Highly linear and low hysteresis porous strain sensor for wearable electronic skins

Poor linearity and high hysteresis as two crucial issues of stretchable and flexible strain sensors are urgently needed to be addressed to improve the sensors' practical applicability. In this work, sacrificial template method coupled with ultrasonication technique are employed to fabricate a carbon black (CB)/polydimethylsiloxane (PDMS) foam (CPF) for tensile sensing. The CPF with a robust three-dimensional (3D) electrically conductive network exhibits excellent linearity and wide strain range (70% strain). The fabricated CPF possesses negligible electrical hysteresis of 1.2%, owing to the strong interactions between conductive nanofillers and the PDMS substrate. Low detection limit (0.5% strain), quick responsive time (100 ms), good response stability, excellent durability and reproducibility (>20,100 cycles) are achieved simultaneously.
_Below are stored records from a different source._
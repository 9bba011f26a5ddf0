use std::path::{Path, PathBuf};

use anyhow::{bail, Context, Result};
use keyfinder::{KeyEstimator, KeyReport, PitchClassVector};
use kfconf::{ConfigSources, KeyfinderConfig, OutputFormat, ReportConfig};
use rayon::prelude::*;
use serde::Serialize;
use tracing::{info, warn};

use crate::{input, render};

/// Where a single estimate reads its distribution from.
pub enum Source<'a> {
    Values(&'a [String]),
    Path(&'a Path),
    Prompt,
}

fn analyze(pcv: &PitchClassVector) -> Result<KeyReport> {
    let board = KeyEstimator::new().score(pcv)?;
    Ok(board.report())
}

pub fn estimate(source: Source<'_>, opts: &ReportConfig) -> Result<()> {
    let pcv = match source {
        Source::Values(values) => input::from_args(values)?,
        Source::Path(path) => input::from_path(path)?,
        Source::Prompt => input::from_prompt()?,
    };

    let report = analyze(&pcv).context("estimating key")?;
    info!(best = %report.best, alternate = %report.alternate, "estimated key");

    match opts.format {
        OutputFormat::Text => print!("{}", render::text(&report, opts)),
        OutputFormat::Json => println!("{}", serde_json::to_string_pretty(&report)?),
    }
    Ok(())
}

#[derive(Debug, Serialize)]
struct BatchEntry {
    path: PathBuf,
    #[serde(skip_serializing_if = "Option::is_none")]
    report: Option<KeyReport>,
    #[serde(skip_serializing_if = "Option::is_none")]
    error: Option<String>,
}

/// Estimate every file independently and in parallel.
///
/// Output keeps the order of `paths`. Fails after printing if any file failed.
pub fn batch(paths: &[PathBuf], opts: &ReportConfig) -> Result<()> {
    let entries: Vec<BatchEntry> = paths
        .par_iter()
        .map(|path| {
            let result = input::from_path(path).and_then(|pcv| analyze(&pcv));
            match result {
                Ok(report) => {
                    info!(path = %path.display(), best = %report.best, "estimated key");
                    BatchEntry {
                        path: path.clone(),
                        report: Some(report),
                        error: None,
                    }
                }
                Err(e) => {
                    warn!(path = %path.display(), error = %e, "estimation failed");
                    BatchEntry {
                        path: path.clone(),
                        report: None,
                        error: Some(format!("{:#}", e)),
                    }
                }
            }
        })
        .collect();

    match opts.format {
        OutputFormat::Text => {
            for entry in &entries {
                let source = entry.path.display().to_string();
                match (&entry.report, &entry.error) {
                    (Some(report), _) => println!("{}", render::summary_line(&source, report, opts)),
                    (None, Some(error)) => eprintln!("{}: error: {}", source, error),
                    (None, None) => {}
                }
            }
        }
        OutputFormat::Json => println!("{}", serde_json::to_string_pretty(&entries)?),
    }

    let failed = entries.iter().filter(|e| e.error.is_some()).count();
    if failed > 0 {
        bail!("{} of {} inputs failed", failed, entries.len());
    }
    Ok(())
}

pub fn show_config(config: &KeyfinderConfig, sources: &ConfigSources) {
    print!("{}", config.to_toml());

    println!();
    if sources.files.is_empty() {
        println!("# sources: defaults only");
    } else {
        for file in &sources.files {
            println!("# loaded: {}", file.display());
        }
    }
    for var in &sources.env_overrides {
        println!("# env: {}", var);
    }
}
The prepared CPF is then assembled as a wearable sensor and it can monitor wide-range human motions in real-time, showing great potential in diverse practical applications in the near future.

Automated summary

In this study, a stretchable and flexible strain sensor with excellent linearity and wide strain range was fabricated using sacrificial template method and ultrasonication technique. The sensor exhibited minimal electrical hysteresis, low detection limit, quick responsive time, good response stability, excellent durability, and reproducibility. Assembled as a wearable sensor, it can monitor a wide range of human motions in real-time, showing great potential for diverse practical applications in the future.